Pew Charitable Trusts released a groundbreaking study, Breaking the Plastic Wave (Pew Report), concluding that if all current industry and government commitments were met, ocean plastic deposition would be reduced by only 7%. Without immediate and sustained new commitments throughout the plastics value chain, annual flows of plastics into oceans could nearly triple by 2040.

The Pew report also finds that improved recycling must be coupled with reductions in use, materials redesign, and substitution. It concludes that plastic demand should be reduced by at least 1/3, stating that reducing plastic production is the most attractive solution from environmental, economic, and social perspectives.

The European Union has already banned 10 single-use plastic products commonly found in ocean cleanups and enacted a $1/kg tax on non-recycled plastic packaging waste.

Restaurant Brands International (RBI) is part of a “to go” packaging culture, contributing to plastic pollution of land and water through its disposable packaging. Burger King India has banned all single-use plastics and RBI’s Tim Horton’s has phased out some plastic packaging, demonstrating the viability of moving toward plastic-free meal delivery.
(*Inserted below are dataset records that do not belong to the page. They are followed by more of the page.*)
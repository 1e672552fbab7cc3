use crate::error::SexprError;

#[derive(Debug, Clone, PartialEq)]
pub enum Token {
    LParen,
    RParen,
    Int(i64),
    Bool(bool),
    Str(String),
    Sym(String),
}

/// Recognizes balanced parens, symbols, signed integers, `#t`/`#f`, and
/// double-quoted strings with `\\ \" \n \t \r` escapes (§4.4).
pub fn lex(src: &str) -> Result<Vec<Token>, SexprError> {
    let bytes = src.as_bytes();
    let mut pos = 0;
    let mut tokens = Vec::new();

    while pos < bytes.len() {
        let c = bytes[pos];
        match c {
            b' ' | b'\t' | b'\n' | b'\r' => pos += 1,
            b'(' => {
                tokens.push(Token::LParen);
                pos += 1;
            }
            b')' => {
                tokens.push(Token::RParen);
                pos += 1;
            }
            b'"' => {
                let start = pos;
                pos += 1;
                let mut s = String::new();
                loop {
                    if pos >= bytes.len() {
                        return Err(SexprError::ParseError { offset: start, message: "unterminated string".into() });
                    }
                    match bytes[pos] {
                        b'"' => {
                            pos += 1;
                            break;
                        }
                        b'\\' => {
                            pos += 1;
                            if pos >= bytes.len() {
                                return Err(SexprError::ParseError { offset: start, message: "unterminated escape".into() });
                            }
                            let esc = match bytes[pos] {
                                b'\\' => '\\',
                                b'"' => '"',
                                b'n' => '\n',
                                b't' => '\t',
                                b'r' => '\r',
                                other => {
                                    return Err(SexprError::ParseError { offset: pos, message: format!("unknown escape \\{}", other as char) })
                                }
                            };
                            s.push(esc);
                            pos += 1;
                        }
                        other => {
                            s.push(other as char);
                            pos += 1;
                        }
                    }
                }
                tokens.push(Token::Str(s));
            }
            _ => {
                let start = pos;
                while pos < bytes.len() && !matches!(bytes[pos], b' ' | b'\t' | b'\n' | b'\r' | b'(' | b')') {
                    pos += 1;
                }
                let word = std::str::from_utf8(&bytes[start..pos]).unwrap();
                tokens.push(match word {
                    "#t" => Token::Bool(true),
                    "#f" => Token::Bool(false),
                    _ => match word.parse::<i64>() {
                        Ok(n) => Token::Int(n),
                        Err(_) => Token::Sym(word.to_owned()),
                    },
                });
            }
        }
    }
    Ok(tokens)
}

#[cfg(test)]
mod tests {
    use super::*;

    #[test]
    fn lexes_atoms_and_strings() {
        let tokens = lex(r#"(if #t "a\nb" 42)"#).unwrap();
        assert_eq!(
            tokens,
            vec![
                Token::LParen,
                Token::Sym("if".into()),
                Token::Bool(true),
                Token::Str("a\nb".into()),
                Token::Int(42),
                Token::RParen,
            ]
        );
    }

    #[test]
    fn unterminated_string_is_parse_error() {
        assert!(lex("\"abc").is_err());
    }
}
pub mod host;
pub mod library;
pub mod remote;
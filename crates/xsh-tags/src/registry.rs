use indexmap::IndexMap;

use crate::{TagId, TAG_INVALID};

/// Bidirectional tag name ↔ id table. Registration is idempotent and ids are
/// never reused, even after a tag falls out of use.
#[derive(Debug, Default)]
pub struct TagRegistry {
    name_to_id: IndexMap<String, TagId>,
    id_to_name: IndexMap<TagId, String>,
    next_id: TagId,
}

impl TagRegistry {
    pub fn new() -> Self {
        TagRegistry {
            name_to_id: IndexMap::new(),
            id_to_name: IndexMap::new(),
            next_id: 1,
        }
    }

    pub fn register(&mut self, name: &str) -> TagId {
        if let Some(&id) = self.name_to_id.get(name) {
            return id;
        }
        let id = self.next_id;
        self.next_id += 1;
        self.name_to_id.insert(name.to_owned(), id);
        self.id_to_name.insert(id, name.to_owned());
        id
    }

    pub fn id_of(&self, name: &str) -> TagId {
        self.name_to_id.get(name).copied().unwrap_or(TAG_INVALID)
    }

    pub fn name_of(&self, id: TagId) -> Option<&str> {
        self.id_to_name.get(&id).map(String::as_str)
    }

    pub fn has(&self, name: &str) -> bool {
        self.name_to_id.contains_key(name)
    }

    pub fn all_names(&self) -> impl Iterator<Item = &str> {
        self.name_to_id.keys().map(String::as_str)
    }

    pub fn len(&self) -> usize {
        self.name_to_id.len()
    }

    pub fn is_empty(&self) -> bool {
        self.name_to_id.is_empty()
    }
}

#[cfg(test)]
mod tests {
    use super::*;

    #[test]
    fn register_is_idempotent() {
        let mut reg = TagRegistry::new();
        let a = reg.register("doc");
        let b = reg.register("doc");
        assert_eq!(a, b);
        assert_ne!(a, TAG_INVALID);
    }

    #[test]
    fn ids_never_reused() {
        let mut reg = TagRegistry::new();
        let a = reg.register("x");
        let b = reg.register("y");
        assert_ne!(a, b);
        assert_eq!(reg.name_of(a), Some("x"));
    }
}
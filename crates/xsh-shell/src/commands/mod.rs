//! `commands::register_all` builds the dispatcher table consulted by
//! [`crate::dispatch::execute`]; each submodule owns one command family
//! from §6.1.

pub mod build;
pub mod cpp;
pub mod fs;
pub mod logic;
pub mod meta;
pub mod mount;
pub mod overlay;
pub mod plan;
pub mod sexpr;
pub mod tag;

use std::collections::HashMap;

use crate::dispatch::{CommandResult, Handler};
use crate::error::ShellError;
use crate::session::Session;

/// Shorthand used by every handler: turns a `ShellResult<String>` body
/// into the `CommandResult` the dispatcher expects.
pub(crate) fn run(body: impl FnOnce() -> crate::error::ShellResult<String>) -> CommandResult {
    crate::dispatch::from_result(body())
}

pub(crate) fn usage(msg: impl Into<String>) -> crate::error::ShellError {
    ShellError::Usage(msg.into())
}

pub fn register_all() -> HashMap<&'static str, Handler> {
    let mut commands: HashMap<&'static str, Handler> = HashMap::new();

    fs::register(&mut commands);
    overlay::register(&mut commands);
    mount::register(&mut commands);
    tag::register(&mut commands);
    logic::register(&mut commands);
    plan::register(&mut commands);
    sexpr::register(&mut commands);
    cpp::register(&mut commands);
    build::register(&mut commands);
    meta::register(&mut commands);

    commands
}
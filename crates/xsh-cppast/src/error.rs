use thiserror::Error;

#[derive(Debug, Error)]
pub enum CppAstError {
    #[error(transparent)]
    Vfs(#[from] xsh_vfs::VfsError),
    #[error("expected a {expected} node at {path:?}")]
    UnexpectedKind { path: String, expected: &'static str },
}

pub type CppAstResult<T> = Result<T, CppAstError>;
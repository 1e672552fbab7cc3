use std::fmt;

/// Lower-case hex encoding of a BLAKE3 digest, used for AI cache keys and
/// overlay source fingerprints.
#[derive(Clone, PartialEq, Eq, Hash, PartialOrd, Ord)]
pub struct Blake3Hex(String);

impl Blake3Hex {
    pub fn as_str(&self) -> &str {
        &self.0
    }
}

impl fmt::Display for Blake3Hex {
    fn fmt(&self, f: &mut fmt::Formatter<'_>) -> fmt::Result {
        f.write_str(&self.0)
    }
}

impl fmt::Debug for Blake3Hex {
    fn fmt(&self, f: &mut fmt::Formatter<'_>) -> fmt::Result {
        write!(f, "Blake3Hex({})", self.0)
    }
}

pub fn hash_bytes(data: &[u8]) -> Blake3Hex {
    let digest = blake3::hash(data);
    Blake3Hex(hex::encode(digest.as_bytes()))
}
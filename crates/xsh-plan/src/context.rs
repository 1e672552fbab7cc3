use std::collections::HashSet;

/// Direction the last navigation transition recorded (§4.6).
#[derive(Debug, Clone, Copy, PartialEq, Eq)]
pub enum NavMode {
    Forward,
    Backward,
}

/// Pure navigation state over plan paths, independent of the VFS itself
/// (§4.6). Used to build AI-facing context windows without mutating the
/// tree.
#[derive(Debug, Clone)]
pub struct PlannerContext {
    pub current_path: String,
    pub history: Vec<String>,
    pub visible: HashSet<String>,
    pub mode: NavMode,
}

impl PlannerContext {
    pub fn new(root: impl Into<String>) -> Self {
        let current_path = root.into();
        let mut visible = HashSet::new();
        visible.insert(current_path.clone());
        Self { current_path, history: Vec::new(), visible, mode: NavMode::Forward }
    }

    /// `plan.goto <path>`: pushes the old path onto `history`, does not
    /// change `mode`.
    pub fn navigate_to(&mut self, path: impl Into<String>) {
        let path = path.into();
        self.history.push(std::mem::replace(&mut self.current_path, path.clone()));
        self.visible.insert(path);
    }

    /// `plan.forward`: moves to the most recently undone step, if any.
    pub fn forward(&mut self) {
        self.mode = NavMode::Forward;
    }

    /// `plan.backward`: pops `history`, restoring the previous path.
    pub fn backward(&mut self) -> Option<String> {
        self.mode = NavMode::Backward;
        let previous = self.history.pop()?;
        self.current_path = previous.clone();
        Some(previous)
    }

    /// `plan.context.add <path>`.
    pub fn context_add(&mut self, path: impl Into<String>) {
        self.visible.insert(path.into());
    }

    /// `plan.context.remove <path>`.
    pub fn context_remove(&mut self, path: &str) {
        self.visible.remove(path);
    }

    /// `plan.context.clear`.
    pub fn context_clear(&mut self) {
        self.visible.clear();
    }

    /// `plan.context.list`, in arbitrary but stable order.
    pub fn context_list(&self) -> Vec<&str> {
        let mut paths: Vec<&str> = self.visible.iter().map(String::as_str).collect();
        paths.sort_unstable();
        paths
    }
}

#[cfg(test)]
mod tests {
    use super::*;

    #[test]
    fn navigate_records_history_and_supports_backward() {
        let mut ctx = PlannerContext::new("/plan");
        ctx.navigate_to("/plan/sub");
        ctx.navigate_to("/plan/sub/deeper");
        assert_eq!(ctx.current_path, "/plan/sub/deeper");

        let restored = ctx.backward().unwrap();
        assert_eq!(restored, "/plan/sub");
        assert_eq!(ctx.mode, NavMode::Backward);
    }

    #[test]
    fn context_set_add_remove_clear() {
        let mut ctx = PlannerContext::new("/plan");
        ctx.context_add("/plan/goals");
        assert_eq!(ctx.context_list(), vec!["/plan", "/plan/goals"]);
        ctx.context_remove("/plan/goals");
        assert_eq!(ctx.context_list(), vec!["/plan"]);
        ctx.context_clear();
        assert!(ctx.context_list().is_empty());
    }
}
To reduce plastic use, RBI should position the company to shift permanently away from single-use packaging and towards reusable containers at all brand locations. The company could achieve this by setting dates by which its reusable packaging endeavors will move beyond pilot stages.

Competitor Starbucks is shifting away from single-use packaging and developing new, global reusable container goals, which could reduce plastic use by thousands of tons.

Unilever has taken the most significant corporate action to date, agreeing to cut virgin plastic packaging by 50% by 2025, including absolute elimination of 100,000 tons of plastic packaging. At least seventeen other consumer goods companies have virgin plastic reduction goals, including Procter & Gamble, Colgate-Palmolive, Nestlé, and Target. RBI has no virgin plastic reduction goal.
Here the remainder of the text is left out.